In this issue we can iterate around what the structure of tutorials vs how-tos should look like and what we wish to create / develop further to help hatch users. I'll attempt to track comments below and update the main outline here as the discussion progresses.

I'll also try to here and there scan issues and discussions to identify pain points and get users involved in the upgraded content reviews :) @dahandv

Note that we also are working on tutorials at pyOpenSci which we could link to / use as needed here. Here is a tutorial on publishing to PyPI using hatch.

I'm starting the discussion here but probably can't work out a full outline now. Please add comments about other tutorials / how to's that you'd like to see and i will update this header comment as needed. (or @ofek obviously you can always edit it too!).

Screenshot 2024-02-05 at 5 56 51 PM

Hatch How To's

Hatch Tutorials

DahanDv commented 8 months ago

@lwasser hey! Sorry for being off line for so long! I'm working on a reduced guide for diataxis so new contributions can get up to speed when they wish to contribute to any kind of documentation! (Instead of letting them figure this out themselves which can be a turnoff for some; the diataxis official guide is wordy and repetitive IMO!) I will link this here today (I hope!) your review and comments will be appreciated ❤️

lwasser commented 8 months ago

looking forward to seeing what you pull together @DahanDv !

polarathene commented 6 months ago

It would be good to document advice on usage within Docker (this was requested in the past).

Is just installing hatch via curl and running hatch --version expected to add over 400MB in disk usage? If python is available, one can install pipx to get hatch which is less heavy, but uv seems to be pulled with these two install methods too regardless if you'd use it? (IIRC in one case it was about 30MB while the other had about 90MB of data related to uv).

I had seen in the docs a brief note/admonition about standalone/installers not being able to detect/use an existing python install, thus pulling in a standalone version of python? (I had attempted to avoid this with a config.toml, but it didn't seem to help reduce weight)

If 150-400MB is to be expected, it might be worthwhile to raise some awareness there.

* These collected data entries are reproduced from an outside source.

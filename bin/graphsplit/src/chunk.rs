//! The `chunk` subcommand: the slice controller (spec.md §4.7) wiring the
//! enumerator, planner, DAG builder, CAR writer, CommP engine and manifest
//! writer together.

use std::io::Cursor;

use graphsplit_core::{
    enumerate::{roots, FileEnumerator},
    naming::{gen_graph_name, slice_count_estimate},
    ChunkConfig, SlicePlanner,
};
use graphsplit_manifest::{build_fs_detail, ManifestWriter};
use graphsplit_unixfs::{build_slice_dag, payload_cid, reachable_order};

use crate::cli::ChunkArgs;
use crate::error::{Error, Result};

impl From<&ChunkArgs> for ChunkConfig {
    fn from(args: &ChunkArgs) -> Self {
        Self {
            slice_size: args.slice_size,
            parallel: args.parallel,
            graph_name: args.graph_name.clone(),
            parent_path: if args.parent_path.is_empty() {
                None
            } else {
                Some(args.parent_path.clone().into())
            },
            car_dir: args.car_dir.clone(),
            save_manifest: args.save_manifest,
            calc_commp: args.calc_commp,
            rename: args.rename,
            add_padding: args.add_padding,
        }
    }
}

pub fn run(args: &ChunkArgs) -> Result<()> {
    let config: ChunkConfig = args.into();
    config.validate()?;

    let root_is_single_file = args.input.is_file();
    let root_paths = roots(&args.input);

    let total_bytes = FileEnumerator::total_bytes(root_paths.clone())?;
    let slice_total = slice_count_estimate(total_bytes, config.slice_size).max(1);
    if total_bytes == 0 {
        tracing::warn!(input = %args.input.display(), "empty folder or file");
        return Ok(());
    }

    let enumerator = FileEnumerator::new(root_paths);
    let planner = SlicePlanner::new(enumerator, config.slice_size)?;

    let mut manifest = if config.save_manifest {
        Some(ManifestWriter::open(&config.car_dir, config.calc_commp)?)
    } else {
        None
    };

    for (slice_index, plan) in planner.enumerate() {
        let plan = plan?;
        let span = tracing::info_span!("build_slice", slice = slice_index);
        let _enter = span.enter();
        tracing::info!("start to generate car");
        let started = std::time::Instant::now();

        let (store, root) = build_slice_dag(
            &plan,
            config.parent_path.as_deref(),
            root_is_single_file,
            config.parallel,
        )?;
        let order = reachable_order(root.cid, &store)?;
        let blocks = order
            .into_iter()
            .map(|cid| (cid, store.get(&cid).expect("order only yields stored CIDs").to_vec()));

        let mut buf = Vec::new();
        graphsplit_car::write_car(vec![root.cid], blocks, &mut buf)?;

        let base_name = gen_graph_name(&config.graph_name, slice_index, slice_total);
        let root_name = if root_is_single_file {
            plan.entries.first().map_or_else(String::new, |f| f.name.clone())
        } else {
            String::new()
        };
        let detail = build_fs_detail(&root_name, payload_cid(&root), &store)?;

        let commp = if config.calc_commp {
            let payload_size = buf.len() as u64;
            let commp = graphsplit_commp::compute_commp(&mut Cursor::new(&buf), payload_size)?;
            if config.add_padding {
                let target = graphsplit_commp::padded_size_for(payload_size);
                graphsplit_commp::pad_car(&mut buf, target)?;
            }
            Some(commp)
        } else {
            None
        };

        let filename = match &commp {
            Some(commp) if config.rename => format!("{}.car", commp.piece_cid),
            _ => base_name,
        };
        let out_path = config.car_dir.join(&filename);
        if out_path.exists() {
            return Err(Error::RenameCollision { path: out_path });
        }
        std::fs::write(&out_path, &buf)?;

        if let Some(manifest) = manifest.as_mut() {
            match &commp {
                Some(commp) => {
                    let piece_size = graphsplit_commp::padded_size_for(commp.payload_size);
                    manifest.write_row_with_commp(
                        payload_cid(&root),
                        &filename,
                        commp.piece_cid,
                        commp.payload_size,
                        piece_size,
                        &detail,
                    )?;
                }
                None => manifest.write_row(payload_cid(&root), &filename, &detail)?,
            }
        }

        tracing::info!(elapsed = ?started.elapsed(), car = %filename, "generate car file completed");
    }

    Ok(())
}
use std::fs;
use std::path::{Path, PathBuf};

use crate::error::{Error, Result};
use crate::model::FileRef;

/// Depth-first, non-sorting file-tree walk.
///
/// Mirrors `utils.go`'s `GetFileListAsync`: each directory's children are
/// fully drained (recursively) before the walk resumes with the next
/// sibling, entries are taken in whatever order the filesystem reports them
/// (never sorted — the planner's determinism across runs depends on this),
/// and any entry whose basename starts with `.` is skipped, including a
/// hidden root itself.
pub struct FileEnumerator {
    stack: Vec<std::vec::IntoIter<PathBuf>>,
}

impl FileEnumerator {
    /// Start a walk rooted at `paths`, taken in the given order.
    #[must_use]
    pub fn new(paths: Vec<PathBuf>) -> Self {
        Self {
            stack: vec![paths.into_iter()],
        }
    }

    fn next_inner(&mut self) -> Result<Option<FileRef>> {
        loop {
            let Some(frame) = self.stack.last_mut() else {
                return Ok(None);
            };
            let Some(path) = frame.next() else {
                self.stack.pop();
                continue;
            };
            let name = path
                .file_name()
                .map(|n| n.to_string_lossy().into_owned())
                .unwrap_or_default();
            if name.starts_with('.') {
                continue;
            }
            let meta = fs::symlink_metadata(&path).map_err(|source| {
                tracing::warn!(path = %path.display(), %source, "failed to stat path");
                Error::Enumeration {
                    path: path.clone(),
                    source,
                }
            })?;
            if meta.is_symlink() {
                // Symlinks and other special files are not emitted by the
                // enumerator; the restorer is the only place that writes
                // them back (spec.md §4.1, §4.8).
                continue;
            }
            if meta.is_dir() {
                tracing::debug!(dir = %path.display(), "descending into directory");
                let mut children = Vec::new();
                let entries = fs::read_dir(&path).map_err(|source| Error::Enumeration {
                    path: path.clone(),
                    source,
                })?;
                for entry in entries {
                    let entry = entry.map_err(|source| Error::Enumeration {
                        path: path.clone(),
                        source,
                    })?;
                    children.push(entry.path());
                }
                self.stack.push(children.into_iter());
                continue;
            }
            if !meta.is_file() {
                // Other special files (fifos, sockets, devices) are not
                // emitted by the enumerator either (spec.md §4.1).
                continue;
            }
            tracing::trace!(path = %path.display(), size = meta.len(), "enumerated file");
            return Ok(Some(FileRef {
                path: path.clone(),
                name,
                size: meta.len(),
                range: None,
            }));
        }
    }

    /// Sum of the sizes of every regular file reachable from `paths`,
    /// without yielding the files themselves. Grounded on `GetGraphCount`'s
    /// preliminary `GetFileList` pass.
    pub fn total_bytes(paths: Vec<PathBuf>) -> Result<u64> {
        let mut total = 0u64;
        let mut walker = Self::new(paths);
        while let Some(file) = walker.next() {
            total += file?.size;
        }
        Ok(total)
    }
}

impl Iterator for FileEnumerator {
    type Item = Result<FileRef>;

    fn next(&mut self) -> Option<Self::Item> {
        self.next_inner().transpose()
    }
}

/// Resolve a single CLI input argument (file or directory) into the list of
/// root paths handed to [`FileEnumerator`]. `spec.md` §6 takes one
/// positional `<input>`; this still accepts it as a one-element root list
/// since the enumerator itself is list-based (matching `utils.go`, which
/// always operates over `[]string`).
#[must_use]
pub fn roots(input: &Path) -> Vec<PathBuf> {
    vec![input.to_path_buf()]
}
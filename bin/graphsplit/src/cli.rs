use std::path::PathBuf;

use clap::{Args, Parser, Subcommand};

/// `graphsplit`: pack a file tree into fixed-size content-addressed CAR
/// slices, compute Filecoin piece commitments, and restore them back
/// (spec.md §6).
#[derive(Debug, Parser)]
#[command(name = "graphsplit", version, about)]
pub struct Cli {
    #[command(subcommand)]
    pub command: Command,

    /// Increase log verbosity (repeatable: -v, -vv, -vvv).
    #[arg(short, long, global = true, action = clap::ArgAction::Count)]
    pub verbose: u8,
}

#[derive(Debug, Subcommand)]
pub enum Command {
    /// Slice an input file or directory into fixed-size CAR files.
    Chunk(ChunkArgs),
    /// Reconstruct a file tree from one or more CAR files.
    Restore(RestoreArgs),
    /// Compute the Filecoin piece commitment (CommP) of an existing CAR file.
    Commp(CommpArgs),
}

#[derive(Debug, Args)]
pub struct ChunkArgs {
    /// File or directory to slice.
    pub input: PathBuf,

    /// Maximum size in bytes of each output CAR slice.
    #[arg(long = "slice-size", default_value_t = 16 * (1u64 << 30))]
    pub slice_size: u64,

    /// Number of worker threads used to build each slice's file DAGs.
    #[arg(long = "parallel", default_value_t = 2)]
    pub parallel: usize,

    /// Name used to derive output CAR filenames.
    #[arg(long = "graph-name")]
    pub graph_name: String,

    /// Directory CAR files and the manifest are written to. Must exist.
    #[arg(long = "car-dir")]
    pub car_dir: PathBuf,

    /// Path prefix stripped from each file's directory before building the
    /// in-CAR directory hierarchy.
    #[arg(long = "parent-path", default_value = "")]
    pub parent_path: String,

    /// Append a manifest.csv row for each slice.
    #[arg(long = "save-manifest", default_value_t = true)]
    pub save_manifest: bool,

    /// Compute each slice's Filecoin piece commitment (CommP).
    #[arg(long = "calc-commp", default_value_t = false)]
    pub calc_commp: bool,

    /// Rename each slice's output CAR to `<pieceCID>.car` (requires `--calc-commp`).
    #[arg(long = "rename", default_value_t = false)]
    pub rename: bool,

    /// Zero-pad each slice's CAR file up to its piece's padded size
    /// (requires `--calc-commp`).
    #[arg(long = "add-padding", default_value_t = false)]
    pub add_padding: bool,
}

#[derive(Debug, Args)]
pub struct RestoreArgs {
    /// CAR file, or directory of CAR files, to restore from.
    #[arg(long = "car-path")]
    pub car_path: PathBuf,

    /// Directory the restored tree is written to.
    #[arg(long = "output-dir")]
    pub output_dir: PathBuf,

    /// Number of worker threads used to restore independent CAR files / merge independent bases.
    #[arg(long = "parallel", default_value_t = 4)]
    pub parallel: usize,
}

#[derive(Debug, Args)]
pub struct CommpArgs {
    /// CAR file to compute the piece commitment of.
    pub carfile: PathBuf,

    /// Rename the CAR file to `<pieceCID>.car` after computing its commitment.
    #[arg(long = "rename", default_value_t = false)]
    pub rename: bool,

    /// Zero-pad the CAR file up to its piece's padded size.
    #[arg(long = "add-padding", default_value_t = false)]
    pub add_padding: bool,
}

At least with an endorsed approach for using hatch within a container, that expectation of disk weight would be clearer :)

lwasser commented 5 months ago

i am not sure if i can help here or not but chiming in. i just played with this quickly locally. when i created a docker container with python / pip in it it automatically increased the container size but about 330mb.

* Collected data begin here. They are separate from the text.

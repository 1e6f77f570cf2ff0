//! The manifest CSV writer (spec.md §4.7 step 7, §6 "Manifest CSV").

use std::fs::{self, OpenOptions};
use std::path::Path;

use cid::Cid;

use crate::detail::FsNode;
use crate::error::Result;

const FILE_NAME: &str = "manifest.csv";

/// Appends rows to `<car-dir>/manifest.csv`, writing the header only the
/// first time the file is created (spec.md §6: "header on first write
/// only"). CRLF line endings match the spec's documented format. Rows are
/// appended, never edited (spec.md §3 "Manifest rows").
pub struct ManifestWriter {
    writer: csv::Writer<fs::File>,
}

impl ManifestWriter {
    /// Open (creating if needed) `<car_dir>/manifest.csv`. `with_commp`
    /// selects between the two documented column layouts; it must stay
    /// consistent across every row written to a given file, since the
    /// header is only written once.
    pub fn open(car_dir: &Path, with_commp: bool) -> Result<Self> {
        let path = car_dir.join(FILE_NAME);
        let needs_header = fs::metadata(&path).map(|m| m.len() == 0).unwrap_or(true);

        let file = OpenOptions::new().create(true).append(true).open(&path)?;
        let mut writer = csv::WriterBuilder::new()
            .has_headers(false)
            .terminator(csv::Terminator::CRLF)
            .from_writer(file);

        if needs_header {
            if with_commp {
                writer.write_record([
                    "payload_cid",
                    "filename",
                    "piece_cid",
                    "payload_size",
                    "piece_size",
                    "detail",
                ])?;
            } else {
                writer.write_record(["payload_cid", "filename", "detail"])?;
            }
            writer.flush()?;
        }

        Ok(Self { writer })
    }

    /// Append a row without piece-commitment data (spec.md §6 "Without
    /// CommP").
    pub fn write_row(&mut self, payload_cid: Cid, filename: &str, detail: &FsNode) -> Result<()> {
        let detail_json = serde_json::to_string(detail)?;
        self.writer
            .write_record([&payload_cid.to_string(), filename, &detail_json])?;
        self.writer.flush()?;
        Ok(())
    }

    /// Append a row including piece-commitment data (spec.md §6 "With
    /// CommP").
    #[allow(clippy::too_many_arguments)]
    pub fn write_row_with_commp(
        &mut self,
        payload_cid: Cid,
        filename: &str,
        piece_cid: Cid,
        payload_size: u64,
        piece_size: u64,
        detail: &FsNode,
    ) -> Result<()> {
        let detail_json = serde_json::to_string(detail)?;
        self.writer.write_record([
            &payload_cid.to_string(),
            filename,
            &piece_cid.to_string(),
            &payload_size.to_string(),
            &piece_size.to_string(),
            &detail_json,
        ])?;
        self.writer.flush()?;
        Ok(())
    }
}

#[cfg(test)]
mod tests {
    use super::*;

    fn sample_detail() -> FsNode {
        FsNode {
            name: "a.txt".to_string(),
            hash: "bafy...".to_string(),
            size: 5,
            link: Vec::new(),
        }
    }

    #[test]
    fn writes_header_once_and_appends_rows() {
        let dir = tempfile::tempdir().unwrap();
        let cid = Cid::try_from("QmYjtig7VJQ6XsnUjqqJvj7QaMcCAwtrgNdahSiFofrE7o").unwrap();

        {
            let mut w = ManifestWriter::open(dir.path(), false).unwrap();
            w.write_row(cid, "slice1.car", &sample_detail()).unwrap();
        }
        {
            let mut w = ManifestWriter::open(dir.path(), false).unwrap();
            w.write_row(cid, "slice2.car", &sample_detail()).unwrap();
        }

        let contents = fs::read_to_string(dir.path().join("manifest.csv")).unwrap();
        let lines: Vec<&str> = contents.split("\r\n").filter(|l| !l.is_empty()).collect();
        assert_eq!(lines.len(), 3); // header + two rows
        assert_eq!(lines[0], "payload_cid,filename,detail");
        assert!(lines[1].starts_with("QmYjtig7VJQ6XsnUjqqJvj7QaMcCAwtrgNdahSiFofrE7o,slice1.car,"));
    }

    #[test]
    fn commp_layout_has_six_columns_in_the_header() {
        let dir = tempfile::tempdir().unwrap();
        let w = ManifestWriter::open(dir.path(), true).unwrap();
        drop(w);
        let contents = fs::read_to_string(dir.path().join("manifest.csv")).unwrap();
        assert!(contents.starts_with("payload_cid,filename,piece_cid,payload_size,piece_size,detail\r\n"));
    }
}
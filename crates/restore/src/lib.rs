//! Inverse pipeline for graphsplit: load CAR file(s), reconstruct the
//! UnixFS tree on disk, and reassemble files split across slices
//! (spec.md §4.8).

pub mod car_to;
pub mod error;
pub mod merge;

pub use car_to::{car_to, CarToReport};
pub use error::{Error, Result};
pub use merge::{merge, MergeReport};

use std::path::PathBuf;

/// Configuration for the `restore` command (spec.md §6).
#[derive(Debug, Clone)]
pub struct RestoreConfig {
    pub car_path: PathBuf,
    pub output_dir: PathBuf,
    pub parallel: usize,
}

/// Run both restore phases in sequence: load every CAR under `car_path` into
/// `output_dir` (`CarTo`), then reassemble any split part files left behind
/// (`Merge`). Matches the CLI's `restore` subcommand (spec.md §6).
///
/// `output_dir` is not created ahead of time -- `retrieve.go`'s `CarTo`
/// doesn't either, it's `NodeWriteTo`'s own `Directory` branch that `mkdir`s
/// it lazily. A single-file-root CAR instead treats `output_dir` as the
/// literal destination file path, so pre-creating it as a directory would
/// break that case.
pub fn restore(config: &RestoreConfig) -> Result<(CarToReport, MergeReport)> {
    let car_report = car_to::car_to(&config.car_path, &config.output_dir, config.parallel)?;
    let merge_report = merge::merge(&config.output_dir, config.parallel)?;
    Ok((car_report, merge_report))
}
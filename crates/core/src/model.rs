use std::path::PathBuf;

/// An inclusive byte range `[start, end]` within a file.
#[derive(Debug, Clone, Copy, PartialEq, Eq)]
pub struct ByteRange {
    pub start: u64,
    pub end: u64,
}

impl ByteRange {
    /// Number of bytes covered by this range.
    #[must_use]
    pub const fn len(&self) -> u64 {
        self.end - self.start + 1
    }

    #[must_use]
    pub const fn is_empty(&self) -> bool {
        false
    }
}

/// A candidate bytes contribution to a slice: either a whole file or a
/// byte-range slice of one, per spec.md §3.
#[derive(Debug, Clone)]
#[cfg_attr(feature = "serde", derive(serde::Serialize))]
pub struct FileRef {
    /// Absolute path to the backing file on disk.
    pub path: PathBuf,
    /// Display name used inside the CAR's directory tree. For a range-split
    /// file this carries the `<original>.<00000000+i>` suffix (spec.md §4.2).
    pub name: String,
    /// Total size of the file on disk, independent of `range`.
    pub size: u64,
    /// `None` for a whole-file contribution, `Some(range)` for a mid-file
    /// split. Invariant: `0 <= start <= end <= size - 1`.
    #[cfg_attr(feature = "serde", serde(skip))]
    pub range: Option<ByteRange>,
}

impl FileRef {
    /// Number of bytes this `FileRef` contributes to its slice.
    #[must_use]
    pub fn contributed_len(&self) -> u64 {
        self.range.map_or(self.size, |r| r.len())
    }

    /// Whether this `FileRef` is a partial, range-split view of its file.
    #[must_use]
    pub const fn is_partial(&self) -> bool {
        self.range.is_some()
    }
}

/// An ordered list of `FileRef`s whose contributed lengths sum to `<= S`
/// (spec.md §3). Slices are built up incrementally by the planner and
/// consumed whole by the DAG builder.
#[derive(Debug, Clone, Default)]
pub struct SlicePlan {
    pub entries: Vec<FileRef>,
}

impl SlicePlan {
    #[must_use]
    pub fn new() -> Self {
        Self::default()
    }

    /// Sum of contributed bytes across all entries.
    #[must_use]
    pub fn total_len(&self) -> u64 {
        self.entries.iter().map(FileRef::contributed_len).sum()
    }

    #[must_use]
    pub fn is_empty(&self) -> bool {
        self.entries.is_empty()
    }
}
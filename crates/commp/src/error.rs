use std::io;

#[derive(Debug, thiserror::Error)]
pub enum Error {
    #[error("I/O error reading CommP input: {0}")]
    Io(#[from] io::Error),

    #[error("failed to construct piece multihash: {0}")]
    Multihash(String),

    #[error(
        "padded size computed from the Fr32 bitstream ({from_bits}) disagrees with the size \
         computed from the declared payload length ({from_payload})"
    )]
    PaddedSizeMismatch { from_bits: u64, from_payload: u64 },

    #[error("CAR buffer is already {current} bytes, larger than the {target}-byte pad target")]
    AlreadyLargerThanTarget { current: u64, target: u64 },

    #[error("not a CAR file: {0}")]
    NotACarFile(String),
}

pub type Result<T> = std::result::Result<T, Error>;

my question: if python is not installed on a user's system and you install hatch, will it by default now try to install python now that it supports uv?

i wonder if this should be another issue where folks chime in but also i wonder if anyone has worked with a docker container with some version of python already installed to see if there is a difference in the size of the container when running hatch --version (as a way to potentially tease out the need for python to be installed and how is't setup most efficiently in a container vs. hatch's default behavior).

please excuse this comment if it's totally off base. it does seem like docs around this would be useful!

ofek commented 5 months ago

I will respond to a few comments at the same time:

lwasser commented 5 months ago

@ofek to clarify

the example above referred to this issue comment.

which had this docker setup:

$ docker run -it ubuntu:22.04 bash

$ apt update && apt install -y curl
$ curl -sSfL https://github.com/pypa/hatch/releases/download/hatch-v1.10.0/hatch-1.10.0-x86_64-unknown-linux-gnu.tar.gz | tar -xz
$ mv hatch-1.10.0-x86_64-unknown-linux-gnu/usr/local/bin/hatch
$ du -shx /
144M    /

$ hatch --version
Hatch, version 1.10.0

$ du -shx /
558M    /

in this case a user is

So nothing is run - yet. Then the hatch binaries are moved into a new location so hatch can be called.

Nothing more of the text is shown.